While this echoing test is running, i set the server machine under
massive CPU load by starting a load-generating process that starts a
couple of threads. All threads run an endless loop without any I/O or
other blocking.
Behavior with 2.6.27rc6: If the number of threads started in the
load-generating process is sufficiently large (> 100), the server
process seems to be stalled during the startup of the load-generator.
With 100 threads in the load generator, the client observes one or two
round-trip-times of more than 1 second during load-generator startup.
When the load generator starts 1000 threads simultanously, the client is
stalled several times, one of them lasting more than 30 seconds. However, this stalling only appears during the startup of the
load-generator. After some time, the round trip times observed by the
client settle down, and from that point on are all reasonably short
again.
I also conducted this test with older kernels:
2.4.36: With this kernel, behaviour was really weird: When the server
was loaded with >100 threads, the client was stalled again and again for
several seconds, than ran smoothly for some time, until another period
of stalling began. It looked like the scheduler screwed up periodically,
until the bubble birsted and the stalling disappeared for a few seconds.
2.6.25.16: The client is only stalled during the startup of the load
generating process. However, for really long times. With 200 threads in
the load generator, i observered stalling for more than a minute.
Thus, the current kernel seems to pass this test best, but not
perfectly.

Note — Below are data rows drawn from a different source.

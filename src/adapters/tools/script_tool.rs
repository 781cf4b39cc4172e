//! File-backed tools executed through the sandbox.
//!
//! A tool source file may carry a structured header comment:
//!
//! ```text
//! # synapse-tool: {"name": "...", "description": "...", "parameters": {...}}
//! ```
//!
//! The registry parses the header into a `ToolDefinition`. Files without
//! a header get a minimal definition (name from the file stem,
//! description from the first docstring or comment line).

use async_trait::async_trait;
use serde_json::Value;
use std::sync::Arc;

use crate::domain::tooling::ToolDefinition;
use crate::ports::{GeneratedProgram, Sandbox, Tool, ToolError};

const HEADER_PREFIX: &str = "# synapse-tool:";

/// Parses a tool definition from a source file.
pub fn parse_definition(tool_name: &str, source: &str) -> ToolDefinition {
    for line in source.lines() {
        let trimmed = line.trim();
        if let Some(raw) = trimmed.strip_prefix(HEADER_PREFIX) {
            if let Ok(definition) = serde_json::from_str::<ToolDefinition>(raw.trim()) {
                return definition;
            }
        }
    }
    ToolDefinition::new(tool_name, first_description_line(source))
}

/// Name of the first class defined in the source, used as the entry point.
pub fn extract_entry_point(source: &str) -> Option<String> {
    for line in source.lines() {
        let trimmed = line.trim_start();
        if let Some(rest) = trimmed.strip_prefix("class ") {
            let name: String = rest
                .chars()
                .take_while(|c| c.is_alphanumeric() || *c == '_')
                .collect();
            if !name.is_empty() {
                return Some(name);
            }
        }
    }
    None
}

fn first_description_line(source: &str) -> String {
    for line in source.lines() {
        let trimmed = line.trim();
        if trimmed.is_empty() || trimmed.starts_with(HEADER_PREFIX) {
            continue;
        }
        if let Some(comment) = trimmed.strip_prefix('#') {
            return comment.trim().to_string();
        }
        if let Some(doc) = trimmed.strip_prefix("\"\"\"") {
            let doc = doc.trim_end_matches("\"\"\"").trim();
            if !doc.is_empty() {
                return doc.to_string();
            }
            continue;
        }
        break;
    }
    String::new()
}

/// A tool whose implementation lives in a source file and runs inside
/// the sandbox.
pub struct ScriptTool {
    definition: ToolDefinition,
    entry_point: String,
    sandbox: Arc<dyn Sandbox>,
}

impl ScriptTool {
    /// Builds a script tool from its source. Fails when no entry-point
    /// class can be found.
    pub fn from_source(
        tool_name: &str,
        source: &str,
        sandbox: Arc<dyn Sandbox>,
    ) -> Result<Self, ToolError> {
        let entry_point = extract_entry_point(source).ok_or_else(|| {
            ToolError::execution(format!("tool '{}' has no entry-point class", tool_name))
        })?;
        Ok(Self {
            definition: parse_definition(tool_name, source),
            entry_point,
            sandbox,
        })
    }

    /// The wrapper program that imports, instantiates, executes, and
    /// publishes through `set_result`.
    fn wrapper_program(&self, params: &Value) -> GeneratedProgram {
        let source = format!(
            r#"import json
from {module} import {class_name}

tool = {class_name}()
params = json.loads({params:?})
result = tool.execute(**params) if params else tool.execute()
set_result(result)
"#,
            module = self.definition.name,
            class_name = self.entry_point,
            params = params.to_string(),
        );
        GeneratedProgram::new(source, self.definition.name.clone(), params.clone())
    }
}

#[async_trait]
impl Tool for ScriptTool {
    fn definition(&self) -> ToolDefinition {
        self.definition.clone()
    }

    fn entry_point(&self) -> String {
        self.entry_point.clone()
    }

    async fn execute(&self, params: &Value) -> Result<Value, ToolError> {
        let program = self.wrapper_program(params);
        let outcome = self.sandbox.execute(&program).await;
        if outcome.success {
            Ok(outcome.result.unwrap_or(Value::Null))
        } else {
            Err(ToolError::execution(
                outcome.error.unwrap_or_else(|| "sandbox failure".to_string()),
            ))
        }
    }
}

#[cfg(test)]
mod tests {
    use super::*;
    use crate::adapters::sandbox::MockSandbox;
    use crate::ports::SandboxOutcome;
    use serde_json::json;

    const SOURCE_WITH_HEADER: &str = r#"# synapse-tool: {"name": "hello_world", "description": "Say hello", "parameters": {}}

class HelloWorldTool:
    def execute(self):
        return {"message": "Hello, World!"}
"#;

    const SOURCE_WITHOUT_HEADER: &str = r#"# Adds numbers together.

class AdderTool:
    def execute(self, a, b):
        return a + b
"#;

    #[test]
    fn header_definition_wins() {
        let def = parse_definition("ignored", SOURCE_WITH_HEADER);
        assert_eq!(def.name, "hello_world");
        assert_eq!(def.description, "Say hello");
    }

    #[test]
    fn fallback_definition_uses_stem_and_comment() {
        let def = parse_definition("adder", SOURCE_WITHOUT_HEADER);
        assert_eq!(def.name, "adder");
        assert_eq!(def.description, "Adds numbers together.");
    }

    #[test]
    fn entry_point_is_first_class() {
        assert_eq!(
            extract_entry_point(SOURCE_WITH_HEADER).unwrap(),
            "HelloWorldTool"
        );
        assert!(extract_entry_point("x = 1\n").is_none());
    }

    #[tokio::test]
    async fn execute_routes_through_sandbox() {
        let sandbox = Arc::new(MockSandbox::new());
        sandbox.push_outcome(
            "hello_world",
            SandboxOutcome::ok(json!({"message": "Hello, World!"})),
        );
        let tool = ScriptTool::from_source("hello_world", SOURCE_WITH_HEADER, sandbox).unwrap();

        let result = tool.execute(&json!({})).await.unwrap();
        assert_eq!(result["message"], "Hello, World!");
    }

    #[tokio::test]
    async fn sandbox_errors_become_tool_errors() {
        let sandbox = Arc::new(MockSandbox::new());
        sandbox.push_outcome(
            "hello_world",
            SandboxOutcome::failed("TypeError: bad argument"),
        );
        let tool = ScriptTool::from_source("hello_world", SOURCE_WITH_HEADER, sandbox).unwrap();

        let err = tool.execute(&json!({})).await.unwrap_err();
        assert!(err.to_string().contains("TypeError"));
    }

    #[test]
    fn wrapper_program_instantiates_and_publishes() {
        let sandbox = Arc::new(MockSandbox::new());
        let tool = ScriptTool::from_source("hello_world", SOURCE_WITH_HEADER, sandbox).unwrap();
        let program = tool.wrapper_program(&json!({"name": "Ada"}));
        assert!(program.source.contains("from hello_world import HelloWorldTool"));
        assert!(program.source.contains("set_result(result)"));
        assert_eq!(program.tool_name, "hello_world");
    }
}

Of course one might argue (like my colleagues do) that this
test presents a completely unrealistic scenario: hundreds of threads
started at the sime time, all not blocking. However, if i think of a
'BIG' java application server, i can imagine that a similar situation
could arise. From this perspective, one might say the behaviour of the
scheduler is not optimal and should be improved. If a server does not
respond for one minute, it's clients might (reasonably but erronously in
this case) conclude that the server is severely broken.
What do you think ?
BTW, the server was equipped with a dual-core Pentium CPU 3.40GHz.